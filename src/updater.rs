//! Set a localized property and reconcile its validation errors.
//!
//! Form binding usually flags a localized property as missing, because the
//! form posts the per-language values separately from the property itself.
//! Once the per-language values are written and every required language is
//! filled in, that stale error is cleared.

use crate::content::LocalizedContent;
use crate::error::{LocalizationError, Result};
use crate::i18n::RequiredLanguages;
use crate::localizable::Localizable;
use crate::model_state::ModelStateDictionary;
use crate::property::Property;
use tracing::debug;

/// Writes localized content and clears errors for complete content.
#[derive(Debug, Clone, Default)]
pub struct LocalizedPropertyUpdater {
    required: RequiredLanguages,
}

impl LocalizedPropertyUpdater {
    pub fn new(required: RequiredLanguages) -> Self {
        Self { required }
    }

    pub fn required(&self) -> &RequiredLanguages {
        &self.required
    }

    /// Overwrite `property` on `item` with `contents`, then clear the
    /// property's errors in `errors` if every required language has a
    /// non-blank value.
    ///
    /// Errors are looked up by suffix, so both `"Name"` and `"Product.Name"`
    /// match a property named `Name`. At most one entry, the first one that
    /// currently holds errors, is cleared. Errors are never added here.
    ///
    /// # Arguments
    /// * `item` - The model to update; `None` is rejected
    /// * `property` - The localized property to overwrite
    /// * `contents` - The new per-language values, replacing any stored ones
    /// * `errors` - The validation state from form binding
    ///
    /// # Returns
    /// The same item that was passed in, for chaining.
    ///
    /// # Errors
    /// * `NullItem` if `item` is `None`; nothing is mutated
    /// * `Serialization` if the content cannot be stored
    pub fn apply<'a, T: Localizable>(
        &self,
        item: Option<&'a mut T>,
        property: &Property<T>,
        contents: &[LocalizedContent],
        errors: &mut ModelStateDictionary,
    ) -> Result<&'a mut T> {
        let item = item.ok_or(LocalizationError::NullItem)?;

        item.set_localized(property, contents)?;

        let missing = self.required.missing(contents);
        if !missing.is_empty() {
            debug!(
                property = property.name(),
                ?missing,
                "Localized content incomplete, keeping validation errors"
            );
            return Ok(item);
        }

        if let Some(key) = errors.clear_errors_for_suffix(property.name()) {
            debug!(property = property.name(), key, "Cleared validation errors");
        }

        Ok(item)
    }
}

/// Method-call form of [`LocalizedPropertyUpdater::apply`].
pub trait SetLocalized: Localizable {
    fn set_localized_validated(
        &mut self,
        updater: &LocalizedPropertyUpdater,
        errors: &mut ModelStateDictionary,
        property: &Property<Self>,
        contents: &[LocalizedContent],
    ) -> Result<&mut Self> {
        updater.apply(Some(self), property, contents, errors)
    }
}

impl<T: Localizable> SetLocalized for T {}
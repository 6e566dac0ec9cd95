//! Required-field checks that populate a [`ModelStateDictionary`].
//!
//! This plays the part of form binding: it flags a property whose raw value is
//! blank. For a localized property that is the state before its per-language
//! values are applied.

use crate::model_state::ModelStateDictionary;
use crate::property::Property;

/// Field path for `property` under `prefix` (`"Product.Name"`, or `"Name"`
/// when `prefix` is empty).
pub fn field_key<T>(prefix: &str, property: &Property<T>) -> String {
    if prefix.is_empty() {
        property.name().to_string()
    } else {
        format!("{}.{}", prefix, property.name())
    }
}

/// Add a "field is required" error when `property` on `item` is blank.
///
/// Returns `true` if an error was added.
pub fn require_property<T>(
    errors: &mut ModelStateDictionary,
    prefix: &str,
    property: &Property<T>,
    item: &T,
) -> bool {
    if !property.get(item).trim().is_empty() {
        return false;
    }

    errors.add_model_error(
        field_key(prefix, property),
        format!("The {} field is required.", property.name()),
    );
    true
}
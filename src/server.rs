//! HTTP surface: create products with localized fields and read them back.

use crate::config::Config;
use crate::content::LocalizedContent;
use crate::error::LocalizationError;
use crate::i18n::{Language, LanguageRegistry};
use crate::localizable::Localizable;
use crate::localized_property;
use crate::model_state::ModelStateDictionary;
use crate::property::Property;
use crate::updater::{LocalizedPropertyUpdater, SetLocalized};
use crate::validation::require_property;
use axum::{
    extract::{Path, Query, State},
    http::StatusCode,
    response::{IntoResponse, Response},
    routing::{get, post},
    Json, Router,
};
use serde::{Deserialize, Serialize};
use std::sync::Arc;
use tokio::sync::RwLock;
use tower_http::trace::TraceLayer;
use tracing::{info, warn};

/// Key prefix for product fields in the error store.
const PRODUCT_PREFIX: &str = "Product";

#[derive(Debug, Clone, Default, Serialize)]
pub struct Product {
    pub id: u64,
    /// Stored localized JSON
    pub name: String,
    /// Stored localized JSON
    pub description: String,
}

impl Localizable for Product {}

impl Product {
    pub fn name_property() -> Property<Product> {
        localized_property!(Product, name, "Name")
    }

    pub fn description_property() -> Property<Product> {
        localized_property!(Product, description, "Description")
    }
}

/// Form posted to create a product. Each field carries its per-language values.
#[derive(Debug, Deserialize)]
pub struct ProductForm {
    #[serde(default)]
    pub name: Vec<LocalizedContent>,
    #[serde(default)]
    pub description: Vec<LocalizedContent>,
}

/// A product rendered in one language.
#[derive(Debug, Serialize, Deserialize)]
pub struct ProductView {
    pub id: u64,
    pub language: String,
    pub name: String,
    pub description: String,
}

/// An enabled language as advertised to form builders.
#[derive(Debug, Serialize, Deserialize)]
pub struct LanguageInfo {
    pub code: String,
    pub name: String,
    pub native_name: String,
    /// Used when a product has no value in the requested language
    pub is_default: bool,
    /// Must be filled in for a product to be accepted
    pub required: bool,
}

#[derive(Debug, Deserialize)]
pub struct LanguageQuery {
    pub lang: Option<String>,
}

pub struct AppState {
    pub updater: LocalizedPropertyUpdater,
    pub default_language: Language,
    pub products: RwLock<Vec<Product>>,
}

impl AppState {
    pub fn new(config: &Config) -> Self {
        Self {
            updater: LocalizedPropertyUpdater::new(config.required()),
            default_language: config.default_language,
            products: RwLock::new(Vec::new()),
        }
    }
}

pub fn create_router(state: Arc<AppState>) -> Router {
    Router::new()
        .route("/health", get(health))
        .route("/languages", get(list_languages))
        .route("/products", post(create_product))
        .route("/products/:id", get(get_product))
        .layer(TraceLayer::new_for_http())
        .with_state(state)
}

async fn health() -> &'static str {
    "OK"
}

async fn list_languages(State(state): State<Arc<AppState>>) -> Json<Vec<LanguageInfo>> {
    let required = state.updater.required();
    let languages = LanguageRegistry::get()
        .list_enabled()
        .into_iter()
        .map(|config| LanguageInfo {
            code: config.code.to_string(),
            name: config.name.to_string(),
            native_name: config.native_name.to_string(),
            is_default: config.code == state.default_language.code(),
            required: required.contains(config.code),
        })
        .collect();

    Json(languages)
}

/// Errors returned by handlers, rendered as JSON bodies.
#[derive(Debug)]
pub enum ApiError {
    Validation(ModelStateDictionary),
    NotFound(u64),
    BadLanguage(String),
    Internal(LocalizationError),
}

impl From<LocalizationError> for ApiError {
    fn from(err: LocalizationError) -> Self {
        match err {
            LocalizationError::InvalidLanguageCode(code)
            | LocalizationError::UnknownLanguage(code) => ApiError::BadLanguage(code),
            other => ApiError::Internal(other),
        }
    }
}

impl IntoResponse for ApiError {
    fn into_response(self) -> Response {
        match self {
            ApiError::Validation(errors) => (
                StatusCode::UNPROCESSABLE_ENTITY,
                Json(serde_json::json!({ "errors": errors.to_error_map() })),
            )
                .into_response(),
            ApiError::NotFound(id) => (
                StatusCode::NOT_FOUND,
                Json(serde_json::json!({ "error": format!("product {} not found", id) })),
            )
                .into_response(),
            ApiError::BadLanguage(code) => (
                StatusCode::BAD_REQUEST,
                Json(serde_json::json!({ "error": format!("unsupported language '{}'", code) })),
            )
                .into_response(),
            ApiError::Internal(err) => {
                warn!("Request failed: {}", err);
                (
                    StatusCode::INTERNAL_SERVER_ERROR,
                    Json(serde_json::json!({ "error": err.to_string() })),
                )
                    .into_response()
            }
        }
    }
}

async fn create_product(
    State(state): State<Arc<AppState>>,
    Json(form): Json<ProductForm>,
) -> Result<(StatusCode, Json<Product>), ApiError> {
    let name = Product::name_property();
    let description = Product::description_property();

    let mut product = Product::default();
    let mut errors = ModelStateDictionary::new();

    // Binding leaves the raw properties empty, so both start out flagged.
    require_property(&mut errors, PRODUCT_PREFIX, &name, &product);
    require_property(&mut errors, PRODUCT_PREFIX, &description, &product);

    product
        .set_localized_validated(&state.updater, &mut errors, &name, &form.name)?
        .set_localized_validated(&state.updater, &mut errors, &description, &form.description)?;

    if !errors.is_valid() {
        info!("Rejected product with {} validation errors", errors.error_count());
        return Err(ApiError::Validation(errors));
    }

    let mut products = state.products.write().await;
    product.id = products.len() as u64 + 1;
    products.push(product.clone());
    info!("Created product {}", product.id);

    Ok((StatusCode::CREATED, Json(product)))
}

async fn get_product(
    State(state): State<Arc<AppState>>,
    Path(id): Path<u64>,
    Query(query): Query<LanguageQuery>,
) -> Result<Json<ProductView>, ApiError> {
    let language = match query.lang.as_deref() {
        Some(code) => Language::from_code(code)?,
        None => state.default_language,
    };

    let products = state.products.read().await;
    let product = products
        .iter()
        .find(|p| p.id == id)
        .ok_or(ApiError::NotFound(id))?;

    Ok(Json(ProductView {
        id,
        language: language.code().to_string(),
        name: product.localized_or(
            &Product::name_property(),
            language,
            state.default_language,
        )?,
        description: product.localized_or(
            &Product::description_property(),
            language,
            state.default_language,
        )?,
    }))
}
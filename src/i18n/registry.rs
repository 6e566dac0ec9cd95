//! Language registry: the table of languages content may be keyed by.
//!
//! The registry is a process-wide, read-only singleton built on first access
//! with `OnceLock`. It is used to validate configured language codes and to
//! pick the default language used as a fallback when reading content.

use std::sync::OnceLock;

/// Metadata for a known language.
#[derive(Debug, Clone)]
pub struct LanguageConfig {
    /// ISO 639-1 language code (e.g., "en", "ar")
    pub code: &'static str,

    /// English name of the language (e.g., "English", "Arabic")
    pub name: &'static str,

    /// Native name of the language (e.g., "English", "العربية")
    pub native_name: &'static str,

    /// Whether this is the default language (exactly one should be true)
    pub is_default: bool,

    /// Whether content may be keyed by this language
    pub enabled: bool,
}

/// Global language registry singleton.
pub struct LanguageRegistry {
    languages: Vec<LanguageConfig>,
}

static REGISTRY: OnceLock<LanguageRegistry> = OnceLock::new();

impl LanguageRegistry {
    /// Get the global language registry instance.
    pub fn get() -> &'static LanguageRegistry {
        REGISTRY.get_or_init(|| LanguageRegistry {
            languages: default_languages(),
        })
    }

    /// Get a language configuration by its code.
    ///
    /// Lookup is case-sensitive; codes are stored lowercase.
    ///
    /// # Arguments
    /// * `code` - The ISO 639-1 language code (e.g., "en", "ar")
    ///
    /// # Returns
    /// * `Some(&LanguageConfig)` if the language exists, enabled or not
    /// * `None` if the language is not found
    pub fn get_by_code(&self, code: &str) -> Option<&LanguageConfig> {
        self.languages.iter().find(|lang| lang.code == code)
    }

    /// Get all enabled languages.
    pub fn list_enabled(&self) -> Vec<&LanguageConfig> {
        self.languages.iter().filter(|lang| lang.enabled).collect()
    }

    /// Get the default language configuration.
    ///
    /// # Panics
    /// Panics if the built-in table does not define exactly one default
    /// language. That is a programming error in `default_languages`.
    pub fn default_language(&self) -> &LanguageConfig {
        let defaults: Vec<_> = self
            .languages
            .iter()
            .filter(|lang| lang.is_default)
            .collect();

        match defaults.len() {
            0 => panic!("No default language found in registry"),
            1 => defaults[0],
            _ => panic!("Multiple default languages found in registry"),
        }
    }

    /// Check if a language code is known and enabled.
    ///
    /// # Returns
    /// `true` if the language exists and is enabled, `false` otherwise.
    pub fn is_enabled(&self, code: &str) -> bool {
        self.get_by_code(code)
            .map(|lang| lang.enabled)
            .unwrap_or(false)
    }
}

fn default_languages() -> Vec<LanguageConfig> {
    vec![
        LanguageConfig {
            code: "en",
            name: "English",
            native_name: "English",
            is_default: true,
            enabled: true,
        },
        LanguageConfig {
            code: "ar",
            name: "Arabic",
            native_name: "العربية",
            is_default: false,
            enabled: true,
        },
        LanguageConfig {
            code: "fr",
            name: "French",
            native_name: "Français",
            is_default: false,
            enabled: true,
        },
        LanguageConfig {
            code: "es",
            name: "Spanish",
            native_name: "Español",
            is_default: false,
            enabled: true,
        },
        LanguageConfig {
            code: "de",
            name: "German",
            native_name: "Deutsch",
            is_default: false,
            enabled: false,
        },
    ]
}
//! Caregiver preference profiles
//!
//! One profile per caregiver: working-time preferences, willingness flags,
//! and notification settings. The self-select path reads
//! `accept_auto_assignment` when deciding whether to drive a claim straight
//! through acceptance.

use chrono::{DateTime, NaiveTime, Utc, Weekday};
use serde::{Deserialize, Serialize};

use crate::ids::CaregiverId;
use crate::proposal::NotificationMethod;

/// A preferred working window within a day
#[derive(Debug, Clone, Copy, PartialEq, Eq, Serialize, Deserialize)]
pub struct TimeRange {
    /// Window start
    pub start: NaiveTime,
    /// Window end
    pub end: NaiveTime,
}

/// Do-not-disturb window for notifications
#[derive(Debug, Clone, Copy, PartialEq, Eq, Serialize, Deserialize)]
pub struct QuietHours {
    /// Quiet window start
    pub start: NaiveTime,
    /// Quiet window end
    pub end: NaiveTime,
}

/// Per-caregiver matching and notification preferences; unique by caregiver
#[derive(Debug, Clone, Serialize, Deserialize)]
pub struct CaregiverPreferenceProfile {
    /// Owning caregiver; one profile each
    pub caregiver_id: CaregiverId,
    /// Days the caregiver prefers to work
    pub preferred_days: Vec<Weekday>,
    /// Working windows the caregiver prefers
    pub preferred_time_ranges: Vec<TimeRange>,
    /// Self-imposed weekly hour cap, below the employment cap
    pub max_hours_per_week: Option<f64>,
    /// Willing to take weekend shifts
    pub willing_weekends: bool,
    /// Willing to take holiday shifts
    pub willing_holidays: bool,
    /// Willing to take urgent shifts
    pub willing_urgent: bool,
    /// High-scoring self-select claims may be accepted automatically
    pub accept_auto_assignment: bool,
    /// Channels the caregiver wants offers through
    pub notification_methods: Vec<NotificationMethod>,
    /// Do-not-disturb window
    pub quiet_hours: Option<QuietHours>,
    /// Creation stamp
    pub created_at: DateTime<Utc>,
    /// Last update stamp
    pub updated_at: DateTime<Utc>,
    /// Optimistic concurrency version
    pub version: u64,
}

impl CaregiverPreferenceProfile {
    /// Conservative default profile for a caregiver
    pub fn new(caregiver_id: CaregiverId, now: DateTime<Utc>) -> Self {
        Self {
            caregiver_id,
            preferred_days: Vec::new(),
            preferred_time_ranges: Vec::new(),
            max_hours_per_week: None,
            willing_weekends: false,
            willing_holidays: false,
            willing_urgent: true,
            accept_auto_assignment: false,
            notification_methods: vec![NotificationMethod::Push],
            quiet_hours: None,
            created_at: now,
            updated_at: now,
            version: 1,
        }
    }
}
/// DashMap-backed implementation of `ProposalStore` and `ConfigStore`
#[derive(Default)]
pub struct MemoryStore {
    shifts: DashMap<OpenShiftId, OpenShift>,
    shift_by_visit: DashMap<VisitId, OpenShiftId>,
    proposals: DashMap<ProposalId, AssignmentProposal>,
    history: Mutex<Vec<MatchHistory>>,
    profiles: DashMap<CaregiverId, CaregiverPreferenceProfile>,
    configurations: DashMap<ConfigurationId, MatchingConfiguration>,
    // Serializes accept/supersede so the one-ACCEPTED-per-shift invariant
    // holds across rows
    accept_lock: Mutex<()>,
}

impl MemoryStore {
    /// Empty store
    pub fn new() -> Self {
        Self::default()
    }

    /// All history rows, for audit assertions in tests
    pub fn history_snapshot(&self) -> Vec<MatchHistory> {
        self.history.lock().clone()
    }

    fn sort_shifts(rows: &mut [OpenShift], pagination: &Pagination) {
        match pagination.sort_by.as_deref() {
            Some("scheduled_date") => rows.sort_by_key(|s| (s.scheduled_date, s.start_time)),
            Some("priority") => rows.sort_by_key(|s| s.priority),
            _ => rows.sort_by_key(|s| s.created_at),
        }
        if pagination.sort_order == SortOrder::Desc {
            rows.reverse();
        }
    }

    fn sort_proposals(rows: &mut [AssignmentProposal], pagination: &Pagination) {
        match pagination.sort_by.as_deref() {
            Some("match_score") => rows.sort_by_key(|p| p.match_score),
            _ => rows.sort_by_key(|p| p.proposed_at),
        }
        if pagination.sort_order == SortOrder::Desc {
            rows.reverse();
        }
    }
}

**Task requirements**.
Note every line in the material with "Option" and copy it.

**Answer space**.
        item: Option<&'a mut T>,
    pub lang: Option<String>,
    pub fn get_by_code(&self, code: &str) -> Option<&LanguageConfig> {
    pub max_hours_per_week: Option<f64>,
    pub quiet_hours: Option<QuietHours>,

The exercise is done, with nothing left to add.